Manual Onboarding (Azure Console)
This page is for Administrative users that wish to manually onboard an Azure account using the Azure console. If you are a non-admin user, return to the Azure - Onboarding Overview for details.
- If you are connecting to InsightCloudSec for the first time, you will be greeted by a workflow that shares some details around InsightCloudSec capabilities and allows you to select your Cloud Service Provider to start the onboarding process.
- If you have connected to InsightCloudSec previously but are setting up Azure for the first time, you will need to navigate to Cloud > Cloud Accounts and select the Add Cloud option to open the cloud onboarding.
Onboard manually
Step 1: Create a new Microsoft Entra ID Application Registration
- Login to the Azure Portal using the account your want to connect with InsightCloudSec.
- Go to Microsoft Entra ID > App Registrations and click New registration.
- Provide the required information for the registration and click Register. We recommend using the Single Tenant option.
- Copy the Application ID and the Tenant ID. You will need those IDs for connecting your cloud account.
Step 2: Configure Authentication and Permissions
Configure the API Key and Secret or Client Certificate plus Microsoft Graph API permissions granted to the App Registration.
- From the new application registration’s overview page, click Certificates & secrets.
- Generate and upload a certificate or create a new client secret. You will need these certificates for connecting your cloud account.
- If using a certificate, copy the PEM certificate and Certificate Thumbprint. * If using an API Key and Secret, copy the Secret Key value.
- In the side menu, click API permissions, then click Add a permission → Microsoft Graph.
- Click Application Permissions, then search for and add the following permissions:
Directory.Read.All
*AuditLog.Read.All
- Click Grant admin consent for Default Directory, and then confirm the selection.
Step 3: Create custom roles
Create a custom role in Microsoft Azure using the JSON from our public S3 buckets.
- Navigate to Subscriptions and select the subscription you want to onboard.
- On the Overview page, copy the Subscription ID. You will need this ID for connecting the account.

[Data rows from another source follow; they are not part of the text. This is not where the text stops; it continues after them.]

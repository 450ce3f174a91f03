//! Program dumps for `-vv` and `-vvv`.
//!
//! One instruction per line, indented two spaces per closure level, with the
//! closures of an instruction separated by a `-` line.

use std::fmt::Write;

use crate::{Block, Operand, StringInterner};

/// Render a block. With `with_types`, each line ends in `--> Type`.
pub fn dump_block(block: &Block, interner: &StringInterner, with_types: bool) -> String {
    let mut out = String::new();
    dump_into(&mut out, block, interner, with_types, 0);
    out
}

fn dump_into(
    out: &mut String,
    block: &Block,
    interner: &StringInterner,
    with_types: bool,
    level: usize,
) {
    let indent = " ".repeat(level * 2);
    for instr in block {
        let _ = write!(out, " {indent}{}", instr.op);
        match &instr.arg {
            Operand::None => {}
            Operand::Atom(a) => {
                let _ = write!(out, " {a}");
            }
            Operand::Name(n) => {
                let _ = write!(out, " {}", interner.lookup(*n));
            }
            Operand::Slot { name, slot } => {
                let _ = write!(out, " {}#{slot}", interner.lookup(*name));
            }
            Operand::Tuple { offset, arity } => {
                if with_types {
                    let _ = write!(out, " {arity}");
                }
                if *offset > 0 {
                    let _ = write!(out, " +{offset}");
                }
            }
        }
        if with_types {
            match &instr.ty {
                Some(t) => {
                    let _ = write!(out, " --> {t}");
                }
                None => out.push_str(" --> None"),
            }
        }
        out.push('\n');

        for (i, closure) in instr.closures.iter().enumerate() {
            if i > 0 {
                let _ = writeln!(out, " {indent}-");
            }
            dump_into(out, closure, interner, with_types, level + 1);
        }
    }
}

#[cfg(test)]
mod tests {
    use super::*;
    use crate::{Atom, Instruction, Op, Type};
    use pretty_assertions::assert_eq;

    #[test]
    fn test_dump_nested() {
        let mut interner = StringInterner::new();
        let f = interner.intern("count");
        let mut call = Instruction::named(Op::Call, f);
        call.closures
            .push(vec![Instruction::named(Op::Var, crate::Name::AT), Instruction::tuple(0)]);
        let block = vec![Instruction::literal(Atom::UInt(1)), call];

        assert_eq!(
            dump_block(&block, &interner, false),
            " VAL 1u\n FUN count\n   VAR @\n   TUP\n"
        );
    }

    #[test]
    fn test_dump_with_types() {
        let interner = StringInterner::new();
        let mut lit = Instruction::literal(Atom::Int(-2));
        lit.ty = Some(Type::int());
        assert_eq!(dump_block(&vec![lit], &interner, true), " VAL -2 --> Int\n");
    }
}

- On the Access control (IAM) page, click Add > Add custom role.
- Provide the required information for the role and select Start from scratch.

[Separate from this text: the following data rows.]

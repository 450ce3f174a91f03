//! Source-annotated rendering of parse errors.

use ariadne::{Config, Label, Report, ReportKind, Source};

use crate::ParseError;

const SOURCE_ID: &str = "<program>";

/// Render a parse error as an annotated snippet of `source`.
///
/// Colors are disabled so the output is stable across terminals.
pub fn render_parse_error(err: &ParseError, source: &str) -> String {
    // ariadne counts in chars, the parser in bytes.
    let to_chars = |byte: usize| {
        source
            .char_indices()
            .take_while(|(i, _)| *i < byte)
            .count()
    };
    let total = source.chars().count();

    let mut builder = Report::build(ReportKind::Error, SOURCE_ID, 0)
        .with_config(Config::default().with_color(false))
        .with_message(&err.message);

    if total > 0 {
        let start = to_chars(err.offset).min(total - 1);
        let end = to_chars(err.offset + err.len).clamp(start + 1, total);
        builder = builder.with_label(Label::new((SOURCE_ID, start..end)).with_message("here"));
    }

    let mut out = Vec::new();
    if builder
        .finish()
        .write((SOURCE_ID, Source::from(source)), &mut out)
        .is_err()
    {
        return err.message.clone();
    }
    String::from_utf8_lossy(&out).into_owned()
}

- On the JSON tab, click Edit.
- Using one of the roles listed above, copy and paste the JSON into the field, ensuring you update the placeholder Subscription ID with the ID you copied earlier.
- Click Save.
- Click Review + create, then click Create.
Step 4: Assign the role
- On the Access control (IAM), click Add > Add role assignment.
- Search for and select the custom role you just created, and then click Next.
- Click + Select members, then search for and select the new App registration.
- Click Save.
If you are providing details to a non-admin user to onboard the account, ensure that the credentials you share with the non-admin user will include the appropriate access and enable them to connect your Azure subscription with InsightCloudSec successfully.
We recommend using a secure file sharing system to provide credentials to your non-admin user.
Success! You've onboarded an Azure cloud account
Congratulations on successfully onboarding an Azure account! InsightCloudSec will now detect the following:
- If there are any missing permissions, which could cause impaired visibility into your account.
- If the account is an Azure Tenant Account; if it is a Tenant, you can enable Account Discovery. If Account Discovery is enabled, Rapid7 can onboard and collect information on related Azure Tenants and Subscriptions via the onboarded Tenant. Click Enable Auto Discovery at the bottom of the window to start.